Aiken blinked several times trying to figure out what just happened. “Okay, so…what the heck was that?” He cautiously approached the Fair Mother. “Um, old lady?” He gingerly tapped her shoulder, “Fair Mother…?”

Her body shuddered as Aiken inched closer. He timidly reached out a hand towards her shoulder just as she let out a loud sneeze. Surprised by the sudden noise, Aiken let out a high-pitched shriek. “Huh? How rude, I thought it was common curtesy to say ‘Bless you’ when someone sneezes. When you sneeze your heart stops, for crying out loud! Don’t you know how traumatic that is for an old person?”

“I…I th-thought you were…” Aiken struggled to put a sentence together as he tried to regain his composure.

“And honestly, what was that shriek you let out just now? You sounded like a little girl. Did you see a mouse or something?

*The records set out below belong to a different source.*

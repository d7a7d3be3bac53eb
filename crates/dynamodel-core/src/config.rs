//! Model configuration.

use std::env;

/// Options shared by every operation of a [`Model`](crate::model::Model).
#[derive(Debug, Clone, PartialEq, Eq)]
pub struct ModelConfig {
    /// Prepended to the model name to form the table name.
    pub table_prefix: String,
    /// Reject documents carrying fields the schema does not declare.
    pub strict_fields: bool,
    /// Guard creates with `attribute_not_exists` on the primary key.
    pub create_condition: bool,
}

impl ModelConfig {
    /// Create configuration from environment variables.
    #[must_use]
    pub fn from_env() -> Self {
        Self::from_lookup(|key| env::var(key).ok())
    }

    /// Create configuration from a variable lookup. Unset variables keep
    /// their defaults.
    #[must_use]
    pub fn from_lookup(lookup: impl Fn(&str) -> Option<String>) -> Self {
        Self {
            table_prefix: lookup("DYNAMODEL_TABLE_PREFIX").unwrap_or_default(),
            strict_fields: env_bool(lookup("DYNAMODEL_STRICT_FIELDS"), false),
            create_condition: env_bool(lookup("DYNAMODEL_CREATE_CONDITION"), true),
        }
    }

    /// Table name for a model.
    #[must_use]
    pub fn table_name(&self, model: &str) -> String {
        format!("{}{model}", self.table_prefix)
    }
}

impl Default for ModelConfig {
    fn default() -> Self {
        Self {
            table_prefix: String::new(),
            strict_fields: false,
            create_condition: true,
        }
    }
}

fn env_bool(value: Option<String>, default: bool) -> bool {
    value.map_or(default, |v| {
        matches!(v.as_str(), "1" | "true" | "yes" | "TRUE" | "YES")
    })
}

Were you frightened by a monster?” The old woman laughed at him. “You should try being more masculine.”

“What? Is that any way to speak to somebody who just saved your life?!” He yelled, his face bright red from embarrassment.

“’Saved’? You stood there and watched me get bludgeoned for five whole minutes! I saw you!”

“It was more like one minute and I was just caught in a moment of confusion. Besides, you weren’t beaten that badly, there’s hardly a scratch on you.” Aiken crossed his arms, determined to defend himself against her accusations.

“How dare you say that!” the old woman cried out. “Look! Just look at my body!”

“I don’t want to go blind from looking at your leathery sack of an old body!” Aiken shouted, shielding his eyes from potential exposure.

“Hmph! Some guardian you turned out to be. Imagine my surprise when my scout brought you in here.” Her voice changed to a reminiscent tone, “It’s been so long since I’ve seen one of your kind…  Well, it seems we’re even now. It’s too bad, I was really looking forward to making you indebted to me for life. And what bit of business brings you conveniently down here in my time of need anyway?”

“I couldn’t sleep. I want to know more about what’s going on here. And also, I want to know exactly who you are; please, tell me everything!” Aiken’s eyes blazed a bright green hue as he stared intently at the tiny old woman. The Fair Mother simply smiled.